The Cable Guy writes to mention that Russel Smith, one of Australia's principal criminologists, is pushing for first-time computer users to be required to earn a license to browse the web. "The Australian Computer Society launched computer driver's licenses in 1999. It aimed to give users a basic level of competency before they started using PCs. But the growth in cybercrime has led to IT security experts such as Eugene Kaspersky to call for more formalized recognition of a user's identity so they can travel the net safely. Last week Dr. Smith sat in front of a Federal Government Inquiry into cybercrime and advised Australia's senior politicians on initiatives in train to fight cybercrime. He said that education was secondary to better technology solutions."

3 of 327 comments (clear)

  1. As a matter of right to public vehicular travel by Anonymous Coward · · Score: -1, Offtopic

    Google "Open as a matter of right to public vehicular travel" and discover a private corporation counterfeiting the pen of a republic.
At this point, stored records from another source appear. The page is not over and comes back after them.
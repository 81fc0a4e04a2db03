//! User-facing terminal messages. Colors only when the stream is a TTY.
//! Logs go through tracing; these are the lines a person (or a script) reads.

use owo_colors::OwoColorize;

#[derive(Clone, Copy)]
enum Tone {
    Info,
    Warn,
    Error,
    Ok,
}

fn emit(tone: Tone, msg: &str) {
    let to_stderr = matches!(tone, Tone::Warn | Tone::Error);
    let stream = if to_stderr {
        atty::Stream::Stderr
    } else {
        atty::Stream::Stdout
    };
    let label = match tone {
        Tone::Info => "info:",
        Tone::Warn => "warn:",
        Tone::Error => "error:",
        Tone::Ok => "ok:",
    };
    let line = if atty::is(stream) {
        let colored = match tone {
            Tone::Info => label.cyan().bold().to_string(),
            Tone::Warn => label.yellow().bold().to_string(),
            Tone::Error => label.red().bold().to_string(),
            Tone::Ok => label.green().bold().to_string(),
        };
        format!("{colored} {msg}")
    } else {
        format!("{label} {msg}")
    };
    if to_stderr {
        eprintln!("{line}");
    } else {
        println!("{line}");
    }
}

pub fn print_info(msg: &str) {
    emit(Tone::Info, msg);
}

pub fn print_warn(msg: &str) {
    emit(Tone::Warn, msg);
}

pub fn print_error(msg: &str) {
    emit(Tone::Error, msg);
}

pub fn print_success(msg: &str) {
    emit(Tone::Ok, msg);
}

/// Plain line with no prefix, for primary output that scripts consume.
pub fn print_user(msg: &str) {
    println!("{msg}");
}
Has anyone considered that private law if the bastian of all licensing and codes, whereby Statutory law is public domain through the Legislature chosen to create the statutes?
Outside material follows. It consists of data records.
//! In-process backends. Used by tests and by embedders that want a throwaway store.

use async_trait::async_trait;
use bytes::Bytes;
use std::collections::{BTreeMap, BTreeSet, HashMap};
use tokio::sync::RwLock;

use super::{BlobStore, DirectoryLookup, MetadataStore, StoreError, StoreResult};
use crate::model::{FileRecord, RecordPath};

/// Records keyed by their full path.
#[derive(Debug, Default)]
pub struct MemoryMetadataStore {
    records: RwLock<BTreeMap<RecordPath, FileRecord>>,
}

impl MemoryMetadataStore {
    pub fn new() -> Self {
        Self::default()
    }

    pub async fn len(&self) -> usize {
        self.records.read().await.len()
    }

    pub async fn is_empty(&self) -> bool {
        self.records.read().await.is_empty()
    }

    pub async fn contains(&self, path: &RecordPath) -> bool {
        self.records.read().await.contains_key(path)
    }
}

#[async_trait]
impl MetadataStore for MemoryMetadataStore {
    async fn get(&self, path: &RecordPath) -> StoreResult<Option<FileRecord>> {
        Ok(self.records.read().await.get(path).cloned())
    }

    async fn set(&self, path: &RecordPath, record: &FileRecord) -> StoreResult<()> {
        if !path.is_document() {
            return Err(StoreError::InvalidPath(format!(
                "'{path}' is a collection, not a record"
            )));
        }
        self.records
            .write()
            .await
            .insert(path.clone(), record.clone());
        Ok(())
    }

    async fn delete(&self, path: &RecordPath) -> StoreResult<()> {
        self.records.write().await.remove(path);
        Ok(())
    }

    async fn list(&self, collection: &RecordPath) -> StoreResult<Vec<FileRecord>> {
        let prefix = collection.segments();
        let records = self.records.read().await;
        Ok(records
            .iter()
            .filter(|(path, _)| {
                let segs = path.segments();
                segs.len() == prefix.len() + 1 && segs.starts_with(prefix)
            })
            .map(|(_, rec)| rec.clone())
            .collect())
    }

    async fn collections(&self, document: &RecordPath) -> StoreResult<Vec<String>> {
        let prefix = document.segments();
        let records = self.records.read().await;
        let names: BTreeSet<String> = records
            .keys()
            .map(RecordPath::segments)
            .filter(|segs| segs.len() > prefix.len() + 1 && segs.starts_with(prefix))
            .map(|segs| segs[prefix.len()].clone())
            .collect();
        Ok(names.into_iter().collect())
    }
}

/// Blobs keyed by path.
#[derive(Debug, Default)]
pub struct MemoryBlobStore {
    blobs: RwLock<HashMap<String, Bytes>>,
}

impl MemoryBlobStore {
    pub fn new() -> Self {
        Self::default()
    }

    pub async fn contains(&self, path: &str) -> bool {
        self.blobs.read().await.contains_key(path)
    }

    pub async fn len(&self) -> usize {
        self.blobs.read().await.len()
    }

    pub async fn is_empty(&self) -> bool {
        self.blobs.read().await.is_empty()
    }
}

#[async_trait]
impl BlobStore for MemoryBlobStore {
    async fn download_url(&self, path: &str) -> StoreResult<String> {
        if self.blobs.read().await.contains_key(path) {
            Ok(format!("mem://{path}"))
        } else {
            Err(StoreError::NotFound(path.to_string()))
        }
    }

    async fn download(&self, path: &str) -> StoreResult<Bytes> {
        self.blobs
            .read()
            .await
            .get(path)
            .cloned()
            .ok_or_else(|| StoreError::NotFound(path.to_string()))
    }

    async fn upload(&self, path: &str, data: Bytes) -> StoreResult<()> {
        self.blobs.write().await.insert(path.to_string(), data);
        Ok(())
    }

    async fn delete(&self, path: &str) -> StoreResult<()> {
        self.blobs
            .write()
            .await
            .remove(path)
            .map(|_| ())
            .ok_or_else(|| StoreError::NotFound(path.to_string()))
    }
}

/// Fixed `(tenant, container id) -> display name` table.
#[derive(Debug, Default, Clone)]
pub struct StaticDirectory {
    names: HashMap<(String, String), String>,
}

impl StaticDirectory {
    pub fn new() -> Self {
        Self::default()
    }

    /// Builder-style insert.
    pub fn with(mut self, tenant_id: &str, container_id: &str, display_name: &str) -> Self {
        self.insert(tenant_id, container_id, display_name);
        self
    }

    pub fn insert(&mut self, tenant_id: &str, container_id: &str, display_name: &str) {
        self.names.insert(
            (tenant_id.to_string(), container_id.to_string()),
            display_name.to_string(),
        );
    }
}

#[async_trait]
impl DirectoryLookup for StaticDirectory {
    async fn resolve_container_display_name(
        &self,
        tenant_id: &str,
        container_id: &str,
    ) -> StoreResult<String> {
        self.names
            .get(&(tenant_id.to_string(), container_id.to_string()))
            .cloned()
            .ok_or_else(|| {
                StoreError::NotFound(format!("department '{container_id}' in tenant '{tenant_id}'"))
            })
    }
}

#[cfg(test)]
mod tests {
    use super::*;
    use crate::model::LogicalPath;
    use chrono::Utc;

    fn record(id: &str) -> FileRecord {
        FileRecord {
            id: id.into(),
            name: id.into(),
            file_path: format!("Departments/HR/{id}"),
            download_url: String::new(),
            uploaded_by: "u".into(),
            uploaded_by_name: "U".into(),
            uploaded_at: Utc::now(),
            tags: vec![],
        }
    }

    #[tokio::test]
    async fn list_only_returns_direct_children() {
        let store = MemoryMetadataStore::new();
        let files = LogicalPath::department("t", "hr").unwrap();
        let other = files.clone().with_record_set("incidents").unwrap();
        store.set(&files.record_path("a").unwrap(), &record("a")).await.unwrap();
        store.set(&files.record_path("b").unwrap(), &record("b")).await.unwrap();
        store.set(&other.record_path("c").unwrap(), &record("c")).await.unwrap();

        let listed = store.list(&files.collection_path()).await.unwrap();
        let ids: Vec<_> = listed.iter().map(|r| r.id.as_str()).collect();
        assert_eq!(ids, vec!["a", "b"]);

        let container = files.record_path("a").unwrap().parent_document().unwrap();
        assert_eq!(store.collections(&container).await.unwrap(), vec!["files", "incidents"]);
    }

    #[tokio::test]
    async fn set_rejects_collection_paths() {
        let store = MemoryMetadataStore::new();
        let files = LogicalPath::department("t", "hr").unwrap();
        let err = store.set(&files.collection_path(), &record("a")).await.unwrap_err();
        assert!(matches!(err, StoreError::InvalidPath(_)));
    }

    #[tokio::test]
    async fn blob_delete_of_missing_is_not_found() {
        let blobs = MemoryBlobStore::new();
        assert!(blobs.delete("nope").await.unwrap_err().is_not_found());
        blobs.upload("a", Bytes::from_static(b"x")).await.unwrap();
        assert_eq!(blobs.download_url("a").await.unwrap(), "mem://a");
        blobs.delete("a").await.unwrap();
        assert!(blobs.is_empty().await);
    }

    #[tokio::test]
    async fn static_directory_lookup() {
        let dir = StaticDirectory::new().with("t", "hr", "Human Resources");
        assert_eq!(
            dir.resolve_container_display_name("t", "hr").await.unwrap(),
            "Human Resources"
        );
        assert!(dir
            .resolve_container_display_name("other", "hr")
            .await
            .unwrap_err()
            .is_not_found());
    }
}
    Statutes at Large from the 50 united States of America, not the United States created 1776.1864, 1871, and again in 1933 (bankrupt corporation).

    the Republics and America states existed hundred of years in ecclesiastical harmony in particular and competent jurisdictions long before UNITED STATES every came along to incorporate using fractional currency of no substance and converting lawful money into commodities through legal tender clauses.
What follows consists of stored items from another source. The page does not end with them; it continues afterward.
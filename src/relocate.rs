//! Cross-container relocation of a file record and its blob.
//!
//! `relocate` = `plan` (reads only) + `execute` (mutations, strictly in order):
//!   download -> upload -> set destination record -> delete source blob -> delete source record
//! The blob steps are skipped when source and destination share a container; the
//! two delete steps are skipped for copies.
//!
//! There is no retry and no rollback. A failure part-way leaves whatever already
//! happened in place; with an IntentJournal attached the half-done relocation is
//! recorded for `journal::reconcile`.

use chrono::Utc;
use std::sync::Arc;
use tracing::{debug, info, warn};
use uuid::Uuid;

use crate::errors::{ConflictReason, DatumError};
use crate::journal::{IntentJournal, RelocationIntent};
use crate::model::{ContainerKind, FileRecord, LogicalPath, RecordPath, blob_path_for};
use crate::store::{BlobStore, DirectoryLookup, MetadataStore, blob_exists};

#[derive(Debug, Clone, Copy, Default, PartialEq, Eq)]
pub struct RelocateOptions {
    /// Keep the source record (and blob) instead of removing it.
    pub copy: bool,
}

impl RelocateOptions {
    pub fn copy() -> Self {
        Self { copy: true }
    }
}

/// Blob relocation performed for cross-container moves and copies.
#[derive(Debug, Clone, PartialEq, Eq)]
pub struct BlobTransfer {
    pub from: String,
    pub to: String,
}

/// Everything decided before the first mutation.
#[derive(Debug, Clone, PartialEq, Eq)]
pub struct RelocationPlan {
    pub source: RecordPath,
    pub destination: RecordPath,
    /// Record as read from the source.
    pub record: FileRecord,
    /// `None` when both paths share a container.
    pub blob: Option<BlobTransfer>,
    pub copy: bool,
}

/// Result of a completed relocation.
#[derive(Debug, Clone, PartialEq, Eq)]
pub struct Relocation {
    /// Record as written at the destination.
    pub record: FileRecord,
    pub from: RecordPath,
    pub to: RecordPath,
    pub blob: Option<BlobTransfer>,
    pub copied: bool,
}

/// Moves or copies file records between containers.
#[derive(Clone)]
pub struct DocumentRelocator {
    metadata: Arc<dyn MetadataStore>,
    blobs: Arc<dyn BlobStore>,
    directory: Arc<dyn DirectoryLookup>,
    journal: Option<IntentJournal>,
}

impl DocumentRelocator {
    pub fn new(
        metadata: Arc<dyn MetadataStore>,
        blobs: Arc<dyn BlobStore>,
        directory: Arc<dyn DirectoryLookup>,
    ) -> Self {
        Self {
            metadata,
            blobs,
            directory,
            journal: None,
        }
    }

    /// Record an intent around every relocation so `reconcile` can clean up partial failures.
    pub fn with_journal(mut self, journal: IntentJournal) -> Self {
        self.journal = Some(journal);
        self
    }

    /// Move or copy record `id` from `source` to `destination`.
    pub async fn relocate(
        &self,
        source: &LogicalPath,
        destination: &LogicalPath,
        id: &str,
        options: RelocateOptions,
    ) -> Result<Relocation, DatumError> {
        let plan = self.plan(source, destination, id, options).await?;
        self.execute(plan).await
    }

    /// Read-only half: load the record, apply the conflict rules, compute the blob transfer.
    pub async fn plan(
        &self,
        source: &LogicalPath,
        destination: &LogicalPath,
        id: &str,
        options: RelocateOptions,
    ) -> Result<RelocationPlan, DatumError> {
        let source_path = source.record_path(id)?;
        let destination_path = destination.record_path(id)?;

        let record = self
            .metadata
            .get(&source_path)
            .await?
            .ok_or_else(|| DatumError::NotFound(source_path.clone()))?;

        let blob = if source.same_container(destination) {
            if options.copy {
                return Err(DatumError::Conflict(ConflictReason::SameContainerCopy));
            }
            if source_path == destination_path {
                return Err(DatumError::Conflict(ConflictReason::SameLocation));
            }
            None
        } else {
            let to = blob_path_in(self.directory.as_ref(), destination, id).await?;
            if blob_exists(self.blobs.as_ref(), &to).await? {
                return Err(DatumError::Conflict(ConflictReason::DestinationBlobExists(to)));
            }
            Some(BlobTransfer {
                from: record.file_path.clone(),
                to,
            })
        };

        debug!(source = %source_path, destination = %destination_path, blob = ?blob, copy = options.copy, "relocation planned");
        Ok(RelocationPlan {
            source: source_path,
            destination: destination_path,
            record,
            blob,
            copy: options.copy,
        })
    }

    /// Mutating half. Steps run one after another; the first failure is returned as-is.
    pub async fn execute(&self, plan: RelocationPlan) -> Result<Relocation, DatumError> {
        let RelocationPlan {
            source,
            destination,
            mut record,
            blob,
            copy,
        } = plan;

        let source_blob = record.file_path.clone();
        if let Some(transfer) = &blob {
            record.file_path = transfer.to.clone();
        }

        let intent_id = match &self.journal {
            Some(journal) => {
                let intent = RelocationIntent {
                    id: Uuid::new_v4(),
                    source: source.clone(),
                    destination: destination.clone(),
                    source_blob,
                    destination_blob: blob.as_ref().map(|b| b.to.clone()),
                    record: record.clone(),
                    copy,
                    started_at: Utc::now(),
                };
                journal.begin(&intent).await?;
                Some(intent.id)
            }
            None => None,
        };

        if let Some(transfer) = &blob {
            let data = self.blobs.download(&transfer.from).await?;
            debug!(blob = %transfer.from, bytes = data.len(), "downloaded source blob");
            self.blobs.upload(&transfer.to, data).await?;
            debug!(blob = %transfer.to, "uploaded destination blob");
        }

        self.metadata.set(&destination, &record).await?;
        debug!(record = %destination, "destination record written");

        if !copy {
            if let Some(transfer) = &blob {
                self.blobs.delete(&transfer.from).await?;
                debug!(blob = %transfer.from, "source blob deleted");
            }
            self.metadata.delete(&source).await?;
            debug!(record = %source, "source record deleted");
        }

        if let (Some(journal), Some(id)) = (&self.journal, intent_id)
            && let Err(e) = journal.complete(id).await
        {
            warn!(intent = %id, error = %e, "relocation finished but its intent could not be cleared");
        }

        info!(
            from = %source,
            to = %destination,
            copy,
            blob_moved = blob.is_some(),
            "Relocated file record"
        );
        Ok(Relocation {
            record,
            from: source,
            to: destination,
            blob,
            copied: copy,
        })
    }
}

/// Blob path for `file_id` in `location`'s container.
/// Departments go through the directory for their display name; buyers and manufacturers use their id.
pub async fn blob_path_in(
    directory: &dyn DirectoryLookup,
    location: &LogicalPath,
    file_id: &str,
) -> Result<String, DatumError> {
    let kind = location.kind();
    let container_id = location.container().id();
    let display = match kind {
        ContainerKind::Departmental => {
            directory
                .resolve_container_display_name(location.tenant_id(), container_id)
                .await?
        }
        ContainerKind::BuyerScoped | ContainerKind::ManufacturerScoped => container_id.to_string(),
    };
    Ok(blob_path_for(kind, &display, file_id))
}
    "A right cannot be converted to a privilege."

    PublicVehicularTravel.COM and ToCongress.COM expains it all for you.

  2. License to shit by uassholes · · Score: 1, Offtopic

    "Russel Smith, principal idiot at the Australian Institute of Morons said the concept of a "computer drivers licence" should be taken seriously as an option for combating internet-related crime." (Well OK, maybe it's not an exact quote).
    You know, a lot of inappropriate material goes down toilets into the sewage system, and which then subsequently has to be expunged from the system, at the expense of the taxpayers, or the environment.
    Isn't a license to flush toilets needed to curb these abuses?